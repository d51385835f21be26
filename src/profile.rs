use std::{
  env,
  path::{Path, PathBuf},
};

use ini::Ini;

use crate::{context::Context, error::Error};

/// Profile holding the operator's MFA-backed identity
pub const IDENTITY_PROFILE: &str = "gds";

/// The AWS shared config file path
///
/// Respects the AWS_CONFIG_FILE environment variable if set
fn aws_config_path() -> Option<PathBuf> {
  if let Ok(path) = env::var("AWS_CONFIG_FILE") {
    return Some(PathBuf::from(path));
  }

  dirs::home_dir().map(|home| home.join(".aws").join("config"))
}

/// Read-only lookup of MFA devices and role ARNs in the AWS shared config
///
/// The mapping follows the profile naming convention: `gds` for the
/// identity profile, `govuk-<context>` for each environment role
pub struct RoleMapping {
  ini: Ini,
}

impl RoleMapping {
  pub fn load() -> Result<Self, Error> {
    let path =
      aws_config_path().ok_or_else(|| Error::Config("unable to determine the AWS config file path".to_string()))?;
    Self::load_from(path)
  }

  pub fn load_from<P: AsRef<Path>>(path: P) -> Result<Self, Error> {
    let ini = Ini::load_from_file(path.as_ref()).map_err(|err| Error::Config(err.to_string()))?;

    Ok(Self { ini })
  }

  pub fn parse(contents: &str) -> Result<Self, Error> {
    let ini = Ini::load_from_str(contents).map_err(|err| Error::Config(err.to_string()))?;

    Ok(Self { ini })
  }

  /// MFA device identifier for the identity profile
  pub fn mfa_serial(&self) -> Result<String, Error> {
    self.profile_key(IDENTITY_PROFILE, "mfa_serial")
  }

  /// Role to assume for the given context
  pub fn role_arn(&self, context: Context) -> Result<String, Error> {
    self.profile_key(&context.role_profile(), "role_arn")
  }

  fn profile_key(&self, profile: &str, key: &str) -> Result<String, Error> {
    // `aws configure` writes sections as `[profile <name>]`; bare section
    // names are accepted too
    let section = self
      .ini
      .section(Some(format!("profile {profile}")))
      .or_else(|| self.ini.section(Some(profile)))
      .ok_or_else(|| Error::Config(format!("profile '{profile}' not found in the AWS config file")))?;

    section
      .get(key)
      .map(str::to_string)
      .ok_or_else(|| Error::Config(format!("'{key}' is not set for profile '{profile}'")))
  }
}
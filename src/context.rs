use std::{fmt, fs, path::PathBuf, str::FromStr};

use crate::error::Error;

/// File within the state directory holding the active context name
pub const CONTEXT_FILE: &str = "context";

/// A named deployment environment the operator targets
///
/// The set is closed - a persisted value outside it is a configuration
/// error, not a new context
#[derive(Copy, Clone, Debug, PartialEq, Eq, Hash)]
pub enum Context {
  Ci,
  Integration,
  Staging,
  Production,
  StagingAws,
  ProductionAws,
}

impl Context {
  pub const ALL: [Context; 6] = [
    Context::Ci,
    Context::Integration,
    Context::Staging,
    Context::Production,
    Context::StagingAws,
    Context::ProductionAws,
  ];

  pub fn name(&self) -> &'static str {
    match self {
      Context::Ci => "ci",
      Context::Integration => "integration",
      Context::Staging => "staging",
      Context::Production => "production",
      Context::StagingAws => "staging-aws",
      Context::ProductionAws => "production-aws",
    }
  }

  pub fn names() -> Vec<&'static str> {
    Self::ALL.iter().map(|context| context.name()).collect()
  }

  /// Profile holding the role to assume for this context
  pub fn role_profile(&self) -> String {
    format!("govuk-{self}")
  }

  /// Jump host fronting SSH access into this context
  pub fn jumpbox(&self) -> String {
    match self {
      Context::StagingAws => "jumpbox.staging.govuk.digital".to_string(),
      Context::ProductionAws => "jumpbox.production.govuk.digital".to_string(),
      _ => format!("jumpbox.{self}.publishing.service.gov.uk"),
    }
  }
}

impl fmt::Display for Context {
  fn fmt(&self, f: &mut fmt::Formatter<'_>) -> fmt::Result {
    write!(f, "{}", self.name())
  }
}

impl FromStr for Context {
  type Err = Error;

  fn from_str(s: &str) -> Result<Self, Self::Err> {
    Self::ALL
      .iter()
      .copied()
      .find(|context| context.name() == s)
      .ok_or_else(|| Error::InvalidContext {
        given: Some(s.to_string()),
      })
  }
}

/// Persistence seam for the active context
///
/// Trait wrapper to support testing with an in-memory store
pub trait ContextStore {
  fn get(&self) -> Result<Option<Context>, Error>;
  fn put(&mut self, context: Context) -> Result<(), Error>;
}

/// Context store backed by a single-line file
pub struct FileContextStore {
  path: PathBuf,
}

impl FileContextStore {
  pub fn new<P: Into<PathBuf>>(path: P) -> Self {
    Self { path: path.into() }
  }
}

impl ContextStore for FileContextStore {
  fn get(&self) -> Result<Option<Context>, Error> {
    if !self.path.exists() {
      return Ok(None);
    }

    let contents = fs::read_to_string(&self.path)?;
    let name = contents.trim();
    match name.is_empty() {
      true => Ok(None),
      false => Ok(Some(name.parse()?)),
    }
  }

  fn put(&mut self, context: Context) -> Result<(), Error> {
    if let Some(parent) = self.path.parent() {
      fs::create_dir_all(parent)?;
    }
    fs::write(&self.path, format!("{context}\n"))?;

    Ok(())
  }
}
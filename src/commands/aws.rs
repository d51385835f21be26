use anyhow::{anyhow, Result};
use clap::Args;

use crate::{
  commands::{context::current_context, username::resolve_username},
  context::Context,
  manager::{SessionManager, StdinPrompt},
  profile::RoleMapping,
  provider::AwsCliProvider,
  session::FileSessionStore,
  state_dir, utils,
};

/// Input arguments for the `aws` command
#[derive(Args, Debug)]
pub struct Aws {
  /// Context to acquire credentials for, defaults to the current context
  #[arg(short, long)]
  pub context: Option<String>,

  /// Run the trailing arguments as a command in their own right instead of
  /// passing them to the `aws` binary
  #[arg(short, long)]
  pub invoke: bool,

  /// Arguments passed to `aws` (or to the invoked command)
  #[arg(trailing_var_arg = true, allow_hyphen_values = true)]
  pub args: Vec<String>,
}

impl Aws {
  /// Acquire credentials for the context and run the wrapped command with
  /// them in its environment, propagating the child's exit code
  pub fn run(&self) -> Result<i32> {
    let context: Context = match &self.context {
      Some(name) => name.parse()?,
      None => current_context()?,
    };

    let roles = RoleMapping::load()?;
    let provider = AwsCliProvider;
    let prompt = StdinPrompt;
    let mut store = FileSessionStore::new(state_dir()?);
    let username = resolve_username()?;

    let mut manager = SessionManager::new(&provider, &mut store, &prompt, &roles, username);
    let session = manager.acquire(context)?;
    let envs = session.env_vars();

    match self.invoke {
      true => {
        let (cmd, args) = self
          .args
          .split_first()
          .ok_or_else(|| anyhow!("no command given to invoke"))?;
        Ok(utils::run_with_env(cmd, args, &envs)?)
      }
      false => Ok(utils::run_with_env("aws", &self.args, &envs)?),
    }
  }
}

+++++

Problem to work on>
Match on "shared" and copy out every line of the entries that contains it.

Answer for the task>
/// The AWS shared config file path
/// Read-only lookup of MFA devices and role ARNs in the AWS shared config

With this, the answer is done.